De même pour un enquêteur chargé de l’affaire cherchant à savoir « s’il n’est pas étonnant que l’accusé n’ait pas jeté son arme avant de sauter »[2].
La jurisprudence a donc une interprétation relativement souple de cette interdiction de manifester une opinion dans les questions posées aux témoins ou accusés.
A contrario, les devoirs reposant sur les jurés n’en sont pas pour autant moins stricts (§1) et l’interdiction de manifester son opinion vaut par ailleurs de façon plus contrôlée (§2).
§1 - Les devoirs liés à l’attitude des jurés à la Cour d’Assises de Montpellier
A/ Le devoir de présence pesant sur les jurés à la Cour d’Assises de Montpellier
Dès lors qu’un juré d’assises n’a pas obtenu de dispense, il est dans l’obligation de siéger durant toute la durée de l’affaire.
Ce devoir de présence est impératif d’autant qu’en cas d’absence du juré, le président est dans l’obligation de tirer au sort un juré supplémentaire.
À défaut, l’incidence de cette absence sera d’autant plus grave qu’elle est susceptible d’entraîner la nullité des débats.
Il en est de même lorsque l’absence d’un juré est temporaire et ne dure qu’un instant.
Toutefois, tel n’est pas le cas d’un juré qui essuie un retard de quelques minutes à la reprise de l’audience[3] dans la mesure où les débats n’ont pas été interrompus et que les parties n’ont relevé aucun incident sur ce point.
À cette obligation de présence, s’ajoute un devoir d’attention d’origine également légale.
B/ Devoir d’attention des jurés devant la Cour d’Assises de Montpellier
Corollaire du serment prévu à l’article 304 du Code de procédure pénale, les jurés se doivent « d’examiner avec l’attention la plus scrupuleuse les charges » qui sont portées à leur attention au cours des débats en vertu du principe d’oralité du procès criminel.
À ce titre, il est intéressant de noter que l’article 340 du Code de procédure pénale autorise aux jurés la prise de note au cours des débats.
Bien entendu, cette possibilité ne doit pas aller à l’encontre du secret professionnel auquel ils sont soumis.
Selon la jurisprudence criminelle, le manque d’attention d’un juré doit avoir été durable pour se voir caractérisée.
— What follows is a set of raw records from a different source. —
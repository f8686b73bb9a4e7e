//! Daily arXiv digest service.
//!
//! This crate provides:
//! - An arXiv Atom API client and feed parser
//! - Interest filtering over a lookback window, with dedup and ordering
//! - Per-paper summaries (OpenAI chat completions with an extractive fallback)
//! - HTML and plain-text digest rendering with SMTP delivery
//! - A run orchestrator and a polling daily scheduler

pub mod arxiv;
pub mod config;
pub mod delivery;
pub mod error;
pub mod fetcher;
pub mod logging;
pub mod runner;
pub mod scheduler;
pub mod summary;

// Re-export main types
pub use arxiv::{ArxivClient, Paper, PaperSource};
pub use config::DigestConfig;
pub use delivery::{Delivery, DigestRenderer, EmailDelivery, LogDelivery, SmtpSettings};
pub use error::{ConfigError, DeliveryError, FetchError, RunError, SummaryError};
pub use fetcher::{Fetcher, InterestFilter, Window};
pub use runner::{DigestRunner, RunOutcome, RunPhase};
pub use scheduler::{DigestJob, Job, Scheduler, Trigger};
pub use summary::{OpenAiSummarizer, Summarizer, Summary};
Tel est notamment le cas lorsqu’un juré s’est endormi pendant une partie des débats[4] et qu’il a ronflé.
En revanche, le simple rappel à l’ordre par le président de session n’est pas suffisant pour caractériser le défaut d’attention.
Parmi les missions dont les jurés d’assises se trouvent investis, les interdictions en découlant son intimement liées.
§2 – Les interdictions inhérentes à la qualité de juré d’assises à Montpellier
Du secret professionnel découle une interdiction de communiquer des quelconques éléments débattus avec l’extérieur ou avec des tiers.
A / L’interdiction de communiquer en dehors des membres du jury à la Cour d’Assises de Montpellier
À l’exception des autres jurés tirés au sort et des magistrats qui composent la Cour d’assises, les jurés et assesseurs ne peuvent en aucun cas discuter de l’affaire librement.
Ainsi, s’ils ont la possibilité de partager leur réflexion entre membres du jury, ils ne doivent en aucun cas avoir d’échange avec les parties ou leurs avocats, avec les témoins et experts ou autres tiers qui comprennent les gardes, témoins, personnes appelées à la barre ainsi que les personnes présentent dans la salle d’audience.
Les conséquences de la violation de cette interdiction sont lourdes et emporte l’exclusion du juré de la suite des débats.
Toutefois, le point de départ de l’interdiction de communiquer ne s’applique qu’à compter du moment où le jury est formé.
En revanche, cette obligation n’exclue pas tout contact de la part des jurés avec le reste de la salle.
De façon prétorienne, il a été précisé que « le fait de solliciter d’un témoin qu’il indique à un juré la page d’un cahier sur lequel figurent les annotations dont il a fait état n constitue pas une communication »[5].
De toute évidence, un juré qui échangerait avec une personne de la salle au cours de la suspension de l’audience sur un sujet étranger aux débats ne se rendrait pas coupable de la violation de cette interdiction.
Dans tous les cas, le caractère illicite de l’échange devra être prouvé tout comme le fait que l’échange a pu avoir une influence sur le jury[6].
B/ L’interdiction d’exprimer une opinion personnelle devant la Cour d’Assises de Montpellier
Outre le fait de poser des questions, l’interdiction d’exprimer une opinion personnelle est générale et absolument en ce qui concerne les sessions d’assises.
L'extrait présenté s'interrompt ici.